Andy Kroll writes: Bill Liedtke was racing against time. His deadline was a little more than a day away. He’d prepared everything—suitcase stuffed with cash, jet fueled up, pilot standing by. Everything but the Mexican money.

The date was April 5, 1972. Warm afternoon light bathed the windows at Pennzoil Company headquarters in downtown Houston. Liedtke, a former Texas wildcatter who’d risen to be Pennzoil’s president, and Roy Winchester, the firm’s PR man, waited anxiously for $100,000 due to be hand-delivered by a Mexican businessman named José Díaz de León. When it arrived, Liedtke (pronounced LIT-key) would stuff it into the suitcase with the rest of the cash and checks, bringing the total to $700,000. The Nixon campaign wanted the money before Friday, when a new law kicked in requiring that federal campaigns disclose their donors. Maurice Stans, finance chair of the Committee for the Re-Election of the President, or CREEP, had told fundraisers they needed to beat that deadline. Liedtke said he’d deliver.

Díaz de León finally arrived later that afternoon, emptying a large pouch containing $89,000 in checks and $11,000 in cash onto Liedtke’s desk. The donation was from Robert Allen, president of Gulf Resources and Chemical Company. Allen—fearing his shareholders would discover that he’d given six figures to Nixon—had funneled it through a Mexico City bank to Díaz de León, head of Gulf Resources’ Mexican subsidiary, who carried the loot over the border.

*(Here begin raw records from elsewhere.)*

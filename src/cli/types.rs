//! CLI command structures (clap derive).

use std::path::PathBuf;

use clap::{Args, Parser, Subcommand};

#[derive(Parser)]
#[command(name = "raven")]
#[command(about = "Raven - AI Agent Workflow Orchestrator", long_about = None)]
#[command(version)]
pub struct Cli {
    #[command(subcommand)]
    pub command: Commands,

    /// Emit machine-readable JSON instead of human-readable text
    #[arg(short, long, global = true)]
    pub json: bool,

    /// Path to a TOML config file layered on top of defaults and env vars
    #[arg(long, global = true, env = "RAVEN_CONFIG")]
    pub config: Option<PathBuf>,
}

#[derive(Subcommand)]
pub enum Commands {
    /// Run shred, scatter, merge, and emit end to end
    Decompose(DecomposeArgs),

    /// C4: turn a PRD into a validated epic breakdown
    Shred(ShredArgs),

    /// C5: break each epic in a breakdown into implementation tasks
    Scatter(ScatterArgs),

    /// C6: sort, assign ids, remap dependencies, and deduplicate tasks
    Merge(MergeArgs),

    /// C8: write the final on-disk task artifacts
    Emit(EmitArgs),

    /// C7: validate the dependency graph and preview phase assignment
    Validate(ValidateArgs),

    /// C9: drive an AI coding agent through emitted tasks
    Loop(LoopArgs),
}

#[derive(Args)]
pub struct DecomposeArgs {
    /// Path to the PRD file
    #[arg(long)]
    pub prd: PathBuf,

    /// Scratch directory for intermediate shred/scatter artifacts
    #[arg(long)]
    pub work_dir: PathBuf,

    /// Directory to write the final task catalog into
    #[arg(long)]
    pub output_dir: PathBuf,

    /// Overwrite existing files in `output_dir`
    #[arg(long)]
    pub force: bool,
}

#[derive(Args)]
pub struct ShredArgs {
    /// Path to the PRD file
    #[arg(long)]
    pub prd: PathBuf,

    /// Path to write the epic breakdown JSON to
    #[arg(long)]
    pub output: PathBuf,
}

#[derive(Args)]
pub struct ScatterArgs {
    /// Path to the PRD file
    #[arg(long)]
    pub prd: PathBuf,

    /// Path to the epic breakdown JSON produced by `shred`
    #[arg(long)]
    pub breakdown: PathBuf,

    /// Directory to write one `epic-<id>.json` per epic into
    #[arg(long)]
    pub work_dir: PathBuf,
}

#[derive(Args)]
pub struct MergeArgs {
    /// Path to the epic breakdown JSON produced by `shred`
    #[arg(long)]
    pub breakdown: PathBuf,

    /// Directory containing the `epic-<id>.json` files produced by `scatter`
    #[arg(long)]
    pub work_dir: PathBuf,

    /// Path to write the merge artifact (tasks, depths, reports) to
    #[arg(long)]
    pub output: PathBuf,
}

#[derive(Args)]
pub struct EmitArgs {
    /// Path to the merge artifact produced by `merge`
    #[arg(long)]
    pub merged: PathBuf,

    /// Directory to write the final task catalog into
    #[arg(long)]
    pub output_dir: PathBuf,

    /// Overwrite existing files in `output_dir`
    #[arg(long)]
    pub force: bool,
}

#[derive(Args)]
pub struct ValidateArgs {
    /// Path to the merge artifact produced by `merge`
    #[arg(long)]
    pub merged: PathBuf,
}

#[derive(Args)]
pub struct LoopArgs {
    #[command(subcommand)]
    pub mode: LoopMode,
}

#[derive(Subcommand)]
pub enum LoopMode {
    /// Drive every task in one phase to completion
    Phase {
        /// Directory holding the emitted task catalog
        #[arg(long)]
        catalog_dir: PathBuf,

        /// 1-based phase ordinal to run
        #[arg(long)]
        phase_id: u32,

        /// Render the next prompt and print the agent command without running it
        #[arg(long)]
        dry_run: bool,
    },
    /// Drive a single task to completion, retrying while blocked
    Task {
        /// Directory holding the emitted task catalog
        #[arg(long)]
        catalog_dir: PathBuf,

        /// Global task id, e.g. `T-001`
        #[arg(long)]
        task_id: String,

        /// Render the next prompt and print the agent command without running it
        #[arg(long)]
        dry_run: bool,
    },
}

Winchester and another Pennzoil man rushed the suitcase to the Houston airport, where a company jet was waiting on the tarmac. The two men climbed aboard, bound for Washington. They touched down in DC hours later and sped directly to CREEP’s office at 1701 Pennsylvania Avenue NW, across the street from the White House. They arrived at 10 p.m.

It was the last gasp of a two-month fund-raising blitz during which CREEP raked in some $20 million before the new disclosure law took effect. A handful of wealthy donors accounted for nearly half of that haul; insurance tycoon W. Clement Stone alone gave $2.1 million, or $11.4 million in today’s dollars. Hugh Sloan, CREEP’s treasurer, later described an "avalanche" of cash pouring into the group’s coffers—all of it secret.

At least it was secret until some of that Mexican money ended up in the bank account of a one-time CIA operative named Bernard Barker, one of the five men whose bungled burglary at the Democratic National Committee headquarters in the Watergate complex lit the fuse on the biggest political scandal in modern American history.

Over the next two years, prosecutors, congressional investigators, and journalists untangled a conspiracy involving a clandestine sabotage campaign against Democrats, hush-hush cash drops for CREEP surrogates in phone booths, and millions in illegal corporate contributions. As the slow drip of revelations continued, public outrage boiled over. Nixon’s approval rating sunk below 25 percent, worse than Lyndon Johnson’s during the darkest depths of the Vietnam War. Picketers marched on the White House demanding his impeachment. College campuses erupted in protest over the Watergate abuses.

Almost 40 years later, that outrage is back. Mass movements like the tea party and Occupy have channeled popular anger at a political system widely seen as backward and corrupt. In the age of the super-PAC, Americans commonly say there’s too much money in politics, that lobbyists have too much power, and that the system is stacked against the average citizen. "Our government," as one Occupy DC protester put it, "has allowed policy, laws, and justice to be for sale to the highest bidder."

For many political observers, it feels like a return to the pre-Watergate years. Rich bankrollers—W. Clement Stone then, Sheldon Adelson now —cut jaw-dropping checks backing their favorite candidates. Political operatives devise ways to hide tens of millions in campaign donations. And protesters have taken to the streets over what they see as a broken system. "We’re back to the Nixon era," says Norman Ornstein of the conservative American Enterprise Institute, "the era of undisclosed money, of big cash amounts and huge interests that are small in number dominating American politics." This is the story of how we got here.